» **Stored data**
//! Configuration file support for the loss simulator

use rtp_recovery::fec::{FEC_HEADER_SIZE, LEVEL_HEADER_SIZE, SHORT_MASK_BITS};
use rtp_recovery::red::MAX_BLOCK_LENGTH;
use rtp_recovery::RecoveryConfig;
use serde::{Deserialize, Serialize};
use std::fs;
use std::path::Path;

/// Simulation parameters
#[derive(Debug, Clone, Serialize, Deserialize)]
pub struct SimConfig {
    /// Stream SSRC
    #[serde(default = "default_ssrc")]
    pub ssrc: u32,
    /// Number of media packets to generate
    #[serde(default = "default_packets")]
    pub packets: u32,
    /// Media packets protected by each parity packet
    #[serde(default = "default_group")]
    pub group: usize,
    /// First wire sequence number
    #[serde(default)]
    pub start_seq: u16,
    /// Media payload size in bytes
    #[serde(default = "default_payload_size")]
    pub payload_size: usize,
    /// Spacing between emitted packets in milliseconds
    #[serde(default = "default_interval")]
    pub interval_ms: u64,
    /// Wire sequence numbers to drop
    #[serde(default)]
    pub drop: Vec<u16>,
    /// Drop every Nth emitted packet
    #[serde(default)]
    pub drop_every: Option<u32>,
    /// Carry parity inside RFC 2198 wrappers instead of standalone packets
    #[serde(default)]
    pub red: bool,
    /// Receive-side recovery settings
    #[serde(default)]
    pub recovery: RecoveryConfig,
}

fn default_ssrc() -> u32 {
    0x5EED_0001
}

fn default_packets() -> u32 {
    100
}

fn default_group() -> usize {
    4
}

fn default_payload_size() -> usize {
    960
}

fn default_interval() -> u64 {
    20
}

impl Default for SimConfig {
    fn default() -> Self {
        SimConfig {
            ssrc: default_ssrc(),
            packets: default_packets(),
            group: default_group(),
            start_seq: 0,
            payload_size: default_payload_size(),
            interval_ms: default_interval(),
            drop: Vec::new(),
            drop_every: None,
            red: false,
            recovery: RecoveryConfig::default(),
        }
    }
}

impl SimConfig {
    /// Load configuration from TOML file
    pub fn from_file<P: AsRef<Path>>(path: P) -> Result<Self, ConfigError> {
        let contents = fs::read_to_string(path)?;
        let config: SimConfig = toml::from_str(&contents)?;
        Ok(config)
    }

    /// Save configuration to TOML file
    pub fn to_file<P: AsRef<Path>>(&self, path: P) -> Result<(), ConfigError> {
        let contents = toml::to_string_pretty(self)?;
        fs::write(path, contents)?;
        Ok(())
    }

    /// Check the parameters can be simulated
    pub fn validate(&self) -> Result<(), ConfigError> {
        if self.packets == 0 {
            return Err(ConfigError::Invalid("packets must be at least 1".to_string()));
        }
        if self.group == 0 || self.group as u64 > SHORT_MASK_BITS {
            return Err(ConfigError::Invalid(format!(
                "group must be between 1 and {}",
                SHORT_MASK_BITS
            )));
        }
        if self.drop_every == Some(0) {
            return Err(ConfigError::Invalid("drop_every must be at least 1".to_string()));
        }
        if self.recovery.nack_window == 0 || self.recovery.delivery_history == 0 {
            return Err(ConfigError::Invalid(
                "nack_window and delivery_history must be at least 1".to_string(),
            ));
        }
        if self.payload_size > self.recovery.mtu {
            return Err(ConfigError::Invalid(format!(
                "payload_size {} exceeds mtu {}",
                self.payload_size, self.recovery.mtu
            )));
        }

        let parity_size = FEC_HEADER_SIZE + LEVEL_HEADER_SIZE + self.payload_size;
        if self.red && parity_size > MAX_BLOCK_LENGTH {
            return Err(ConfigError::Invalid(format!(
                "parity of {} bytes does not fit a RED block (max {})",
                parity_size, MAX_BLOCK_LENGTH
            )));
        }
        Ok(())
    }
}

/// Configuration errors
#[derive(Debug, thiserror::Error)]
pub enum ConfigError {
    #[error("IO error: {0}")]
    Io(#[from] std::io::Error),

    #[error("TOML parse error: {0}")]
    Toml(#[from] toml::de::Error),

    #[error("TOML serialize error: {0}")]
    TomlSerialize(#[from] toml::ser::Error),

    #[error("Invalid configuration: {0}")]
    Invalid(String),
}

#[cfg(test)]
mod tests {
    use super::*;

    #[test]
    fn test_defaults_valid() {
        assert!(SimConfig::default().validate().is_ok());
    }

    #[test]
    fn test_partial_file() {
        let config: SimConfig = toml::from_str(
            r#"
            packets = 500
            drop = [3, 9]
            red = true

            [recovery]
            nack_window = 64
            "#,
        )
        .unwrap();

        assert_eq!(config.packets, 500);
        assert_eq!(config.drop, vec![3, 9]);
        assert!(config.red);
        assert_eq!(config.group, 4);
        assert_eq!(config.recovery.nack_window, 64);
        assert_eq!(config.recovery.mtu, 1500);
    }

    #[test]
    fn test_serialize_deserialize() {
        let config = SimConfig {
            drop_every: Some(7),
            ..SimConfig::default()
        };
        let text = toml::to_string(&config).unwrap();
        let parsed: SimConfig = toml::from_str(&text).unwrap();

        assert_eq!(parsed.drop_every, Some(7));
        assert_eq!(parsed.recovery, config.recovery);
    }

    #[test]
    fn test_invalid() {
        let group = SimConfig {
            group: 17,
            ..SimConfig::default()
        };
        assert!(matches!(group.validate(), Err(ConfigError::Invalid(_))));

        let red = SimConfig {
            red: true,
            payload_size: 1200,
            ..SimConfig::default()
        };
        assert!(matches!(red.validate(), Err(ConfigError::Invalid(_))));

        let every = SimConfig {
            drop_every: Some(0),
            ..SimConfig::default()
        };
        assert!(every.validate().is_err());
    }
}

» **Task statement**
Write out only those lines that fall between the one containing "assert_eq!(parsed.recovery, config.recovery);" and the end of the entries, the first and last included, exactly as they read.

» **Output for this task**
        assert_eq!(parsed.recovery, config.recovery);
    }

    #[test]
    fn test_invalid() {
        let group = SimConfig {
            group: 17,
            ..SimConfig::default()
        };
        assert!(matches!(group.validate(), Err(ConfigError::Invalid(_))));

        let red = SimConfig {
            red: true,
            payload_size: 1200,
            ..SimConfig::default()
        };
        assert!(matches!(red.validate(), Err(ConfigError::Invalid(_))));

        let every = SimConfig {
            drop_every: Some(0),
            ..SimConfig::default()
        };
        assert!(every.validate().is_err());
    }
}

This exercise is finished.